Subsections of Projects

Individual Final Project

SECTION 1: ABSTRACT

Abstract Cellular aging and tissue damage are deeply linked to the accumulation of epigenetic errors over time. Although partial reprogramming using Yamanaka factors (OSK) has shown promise for age reversal, it presents a critical problem: uncontrolled overexpression can lead to cellular dedifferentiation. In neural tissue, this entails the catastrophic risk of altering synaptic connections and “erasing” memories. The overall goal of this project is to design a highly regulated epigenetic-error correction genetic circuit that allows cellular rejuvenation without compromising neuronal identity and function. My hypothesis is that, by using Intracellular Artificial Neural Networks (iANN) introduced to us in the week 7, to model and predict regulatory interactions, it is possible to fine-tune promoter strength and the exact concentration of OSK factors needed to achieve safe reprogramming. Specific aims include: (1) in silico assembly and plasmid cloning in bacteria; (2) validation of the circuit’s efficacy and safety in mammalian cells (mice); and (3) eventual clinical translation in human models. Methods will encompass target cell selection, computational modeling with iANNs, DNA synthesis, and cell culture, establishing a new standard of biosafety in epigenetic rejuvenation therapies.

SECTION 2: PROJECT AIMS

Aim 1: Assemble and validate a stable plasmid containing the epigenetic-error correction circuit in bacterial models by utilizing in silico iANN modeling, standard DNA synthesis, and bacterial cloning protocols. Specifically, this aim covers the foundational phase of the circuit. Beggining with the careful selection of the target cell line. Subsequently, I will use Intracellular Artificial Neural Network (iANN) models to calculate and predict the optimal promoter strength and precise concentrations of OSK transcription factors required to prevent dedifferentiation. With these parameters, I will assemble the genetic circuit in silico, order the optimized plasmid (e.g., through Twist Biosciences), and proceed with the transformation and stabilization of the plasmid in bacteria (such as E. coli DH5-alpha) for amplification and storage.

Aim 2: The next step, following a successful Aim 1, will be the transfection and evaluation of the plasmid in mammalian cells, specifically using murine (mouse) cell models and, eventually, in vivo models. This aim seeks to empirically validate the iANN model predictions, verifying that the OSK factors are expressed at the correct levels to reduce epigenetic aging markers without inducing pluripotency. This will involve solving technical limitations related to gene delivery methods (such as the use of adeno-associated viral vectors, AAVs) and monitoring the cellular transcriptome over time.

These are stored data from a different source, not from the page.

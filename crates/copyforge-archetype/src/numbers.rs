//! Numeric placeholder sources
//!
//! `{{number.*}}` tokens are marketing flavour ("join 1,250+ customers").
//! Their values come from an injected [`NumberSource`] so tests and
//! reproducible runs can pin them with a seed.

use std::collections::BTreeMap;
use std::fmt::Debug;

use copyforge_model::Fingerprint;
use rand::rngs::StdRng;
use rand::{Rng, SeedableRng};

use crate::placeholder::NumberSlot;

/// Supplies values for numeric placeholders
///
/// # Contract
/// For a given source, `value(slot, scope)` must return the same number every
/// time it is called with the same arguments.
pub trait NumberSource: Send + Sync + Debug {
    /// Value for `slot` within `scope` (usually the archetype id)
    fn value(&self, slot: NumberSlot, scope: &str) -> u64;
}

/// Seeded pseudo-random numbers
///
/// The value depends only on the seed, the scope and the slot, so every
/// token of one slot inside one archetype renders the same number.
#[derive(Debug, Clone, Copy, PartialEq, Eq)]
pub struct SeededNumbers {
    seed: u64,
}

impl SeededNumbers {
    /// Source with a fixed seed
    #[inline]
    #[must_use]
    pub const fn new(seed: u64) -> Self {
        Self { seed }
    }

    /// Source seeded from OS entropy
    #[must_use]
    pub fn from_entropy() -> Self {
        Self::new(rand::random())
    }

    /// The seed in use
    #[inline]
    #[must_use]
    pub const fn seed(&self) -> u64 {
        self.seed
    }
}

impl NumberSource for SeededNumbers {
    fn value(&self, slot: NumberSlot, scope: &str) -> u64 {
        let salt = Fingerprint::compute_parts([scope, slot.key()]).prefix_u64();
        let mut rng = StdRng::seed_from_u64(self.seed ^ salt);
        let (lo, hi, step) = slot.range();
        lo + rng.random_range(0..=(hi - lo) / step) * step
    }
}

/// Constant numbers per slot, for tests and previews
#[derive(Debug, Clone, Default, PartialEq, Eq)]
pub struct FixedNumbers {
    values: BTreeMap<NumberSlot, u64>,
}

impl FixedNumbers {
    /// Every slot renders its lower bound unless overridden
    #[must_use]
    pub fn new() -> Self {
        Self::default()
    }

    /// Pin one slot
    #[must_use]
    pub fn with(mut self, slot: NumberSlot, value: u64) -> Self {
        self.values.insert(slot, value);
        self
    }
}

impl NumberSource for FixedNumbers {
    fn value(&self, slot: NumberSlot, _scope: &str) -> u64 {
        self.values
            .get(&slot)
            .copied()
            .unwrap_or_else(|| slot.range().0)
    }
}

Aim 3: In the long term, the visionary aim, which I’m considering to serve as the basis for my bachelor’s thesis, is to analyze the effectiveness and biosafety of the plasmid in human models, addressing a major barrier in the field of cellular reprogramming: the preservation of complex functional identity. Currently, there is a justified fear that neuronal reprogramming could interfere with established synaptic networks, carrying the risk of “erasing” memory or altering cognition. If this precision circuit functions as designed, it would challenge the current clinical paradigm, demonstrating that it is possible to decouple the epigenetic clock from the human cellular developmental clock. This would open the door to central nervous system rejuvenation therapies that treat neurodegenerative diseases without neuro-amnesic side effects.

SECTION 3: BACKGROUND

To understand the current state of the field, it is essential to review the advances in in vivo epigenetic reprogramming. For example, the work of Ocampo et al. (2016) pioneered the demonstration that short-term cyclic expression of OSKM factors can improve cellular markers of aging and extend lifespan in mice with progeria, without forming teratomas. More recently, Lu et al. (2020) successfully restored vision in old mice and those with optic nerve damage through the gene expression of OSK (excluding c-Myc due to its oncogenicity). This demonstrated that central nervous system tissue in mammals retains an epigenetic record of youth that can be recovered. Despite these advances, a critical gap exists: the quantitative and temporal control of these factors at the intracellular level remains poor and unpredictable.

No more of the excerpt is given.